We’re very happy to announce that our three projected science fiction-themed panels for the 2012 ASEEES convention, to be held in New Orleans on November 15-18, are now being submitted – and fingers crossed, they will all be approved by the panel organisers. Our triad of panels examines, in turn, three separate post-1917 historical periods within the general framework of the interaction of science and scientists with Soviet and post-Soviet literary fiction. Here they are, in outline:
- Science Fiction I (Pre-revolutionary & Early Soviet): How the Style Was Tempered organized by Eric Laursen, University of Utah (firstname.lastname@example.org)
- Science Fiction II (Cold War): Cold War, Hot Topics organized by Sibelan Forrester, Swarthmore College (email@example.com)

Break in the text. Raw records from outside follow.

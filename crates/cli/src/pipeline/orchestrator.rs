//! Pipeline orchestrator - wires the simulated host, the capture manager and the dispatcher.

use std::sync::Arc;
use std::time::{Duration, Instant};

use anyhow::{Context, Result};
use contracts::CaptureBlueprint;
use dataset_capture::DatasetCapture;
use dispatcher::ChannelConsumer;
use tokio::sync::watch;
use tracing::{info, warn};

use super::{PipelineStats, RecordingConsumer, SimulatedHost};
use crate::error::CliError;

/// Pipeline configuration
#[derive(Debug, Clone)]
pub struct PipelineConfig {
    /// The capture blueprint
    pub blueprint: CaptureBlueprint,

    /// Frames an async annotation stays pending
    pub async_delay: u64,

    /// Sleep for each frame's delta time
    pub realtime: bool,

    /// Pipeline timeout (None = no timeout)
    pub timeout: Option<Duration>,

    /// Channel buffer size
    pub buffer_size: usize,

    /// Metrics server port (None = disabled)
    pub metrics_port: Option<u16>,
}

/// Main pipeline orchestrator
pub struct Pipeline {
    config: PipelineConfig,
}

impl Pipeline {
    pub fn new(config: PipelineConfig) -> Self {
        Self { config }
    }

    /// Run until the frame budget is reached, the timeout expires or `shutdown` flips to true.
    ///
    /// The capture manager is always shut down, so every frame reported so far
    /// reaches the sinks.
    pub async fn run(self, shutdown: watch::Receiver<bool>) -> Result<PipelineStats> {
        let start_time = Instant::now();
        let blueprint = &self.config.blueprint;

        if let Some(port) = self.config.metrics_port {
            observability::init_metrics_only(port)?;
            info!("Metrics endpoint available on port {}", port);
        }

        // Dispatcher
        if blueprint.sinks.is_empty() {
            warn!("No sinks configured - frames will only be counted");
        }
        let (channel, event_rx) = ChannelConsumer::channel(self.config.buffer_size.max(1));
        let dispatcher = dispatcher::create_dispatcher(blueprint.sinks.clone(), event_rx)
            .context("Failed to create dispatcher")?;
        let active_sinks = blueprint.sinks.len();
        let dispatcher_handle = dispatcher.spawn();
        info!(active_sinks, "Dispatcher started");

        // Capture manager
        let recorder = Arc::new(RecordingConsumer::new(channel));
        let capture = Arc::new(DatasetCapture::new(recorder.clone()));
        capture.on_simulation_ending(|capture| {
            if let Some(snapshot) = capture.snapshot() {
                info!(
                    epoch = %snapshot.epoch,
                    sequence = snapshot.sequence,
                    step = snapshot.step,
                    pending_async = snapshot.pending_async,
                    queued_frames = snapshot.queued_frames,
                    "Simulation ending"
                );
            }
        });

        let mut host = SimulatedHost::new(Arc::clone(&capture), blueprint, self.config.async_delay)
            .context("Failed to register sensors")?;
        let budget = blueprint.frame_budget();
        info!(frame_budget = ?budget, "Simulation running");

        let loop_result = match self.config.timeout {
            Some(timeout) => {
                match tokio::time::timeout(timeout, self.drive(&mut host, budget, shutdown)).await {
                    Ok(result) => result,
                    Err(_) => {
                        warn!(timeout_secs = timeout.as_secs(), "Pipeline timed out");
                        Ok(0.0)
                    }
                }
            }
            None => self.drive(&mut host, budget, shutdown).await,
        };

        // Shutdown
        info!("Shutting down capture...");
        let finish_result = host.finish();
        let sensors = capture.sensors();
        capture
            .shutdown()
            .map_err(|e| CliError::shutdown(e.to_string()))?;

        let counters = host.counters();
        let capture_metrics = recorder.aggregator();
        let events_dropped = recorder.dropped_events();

        // Closing the last sender lets the dispatcher drain and stop
        drop(host);
        drop(capture);
        drop(recorder);

        let sink_metrics = match tokio::time::timeout(Duration::from_secs(5), dispatcher_handle).await {
            Ok(Ok(metrics)) => metrics,
            Ok(Err(e)) => {
                warn!(error = %e, "Dispatcher task failed");
                Vec::new()
            }
            Err(_) => {
                warn!("Dispatcher did not finish within 5s");
                Vec::new()
            }
        };

        let simulated_time = loop_result?;
        finish_result.context("Failed to resolve pending annotations")?;

        let stats = PipelineStats {
            host: counters,
            simulated_time,
            duration: start_time.elapsed(),
            sensors,
            active_sinks,
            events_dropped,
            sink_metrics,
            capture_metrics,
        };

        info!(
            frames = stats.host.frames,
            duration_secs = stats.duration.as_secs_f64(),
            fps = format!("{:.2}", stats.fps()),
            "Pipeline shutdown complete"
        );
        Ok(stats)
    }

    /// Step the host until a stop condition; returns the simulated time reached
    async fn drive(
        &self,
        host: &mut SimulatedHost,
        budget: Option<u64>,
        shutdown: watch::Receiver<bool>,
    ) -> Result<f64> {
        let mut elapsed = 0.0;
        loop {
            if budget.is_some_and(|budget| host.frames_run() >= budget) {
                info!(frames = host.frames_run(), "Reached frame budget");
                break;
            }
            if *shutdown.borrow() {
                info!(frames = host.frames_run(), "Stop requested");
                break;
            }

            let tick = host
                .step()
                .map_err(|e| CliError::pipeline_execution(e.to_string()))?;
            let delta = tick.elapsed - elapsed;
            elapsed = tick.elapsed;

            if self.config.realtime && delta > 0.0 {
                tokio::time::sleep(Duration::from_secs_f64(delta)).await;
            } else {
                tokio::task::yield_now().await;
            }
        }
        Ok(elapsed)
    }
}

- Science Fiction III (Post-Soviet): Apocalypse Then: Dystopian Narratives in Contemporary Eastern European Fiction organized by Sofya Khagi, University of Michigan (firstname.lastname@example.org)
Many thanks to all those who volunteered to become panellists, discussants, or chairs on all three panels – we’re looking forward to November in New Orleans!
In other conference news,there were also a couple of science fiction panels at AATSEEL 2012 (Jan 5-8) in Seattle, the US’s second biggest Slavic Studies conference. At a panel on ‘Science as Fiction: Representing Soviet Science in Soviet Culture’, which was chaired by Sibelan Forrester (Swarthmore) and doubly discussanted by Devin Fore (Princeton) and Julia Vaingurt (Illinois), Muireann Maguire (Oxford) presented on the satirization of scientific research institutions in the works of Anatolii Dneprov and the Strugatskii Brothers, while Susanna Weygandt (Princeton) spoke about Stanislavsky, Lysenko, and Zelkind in the context of ‘Early Soviet Plasticity in the Sciences, Theater, and Dance‘. In a fascinating panel on ‘Automata, Robots, Clones: Anthropomorphism in Twentieth-Century Russian and Eastern European Culture’, Julia Vaingurt, Jacob Emery (Indiana), and Colleen McQuillen (Illinois) delivered papers on topics ranging from Karel Čapek and Kazuo Ishiguro to Władysław Starewicz, with Margo Rosen (Columbia) and Julia Chadaga (Macalester College) acting as chair and discussant respectively. See here for the full conference programme and abstracts. The call for papers and round tables at the next AATSEEL conference, to be held in Boston in January 2013, is now open, so get organizing those sci-fi panels!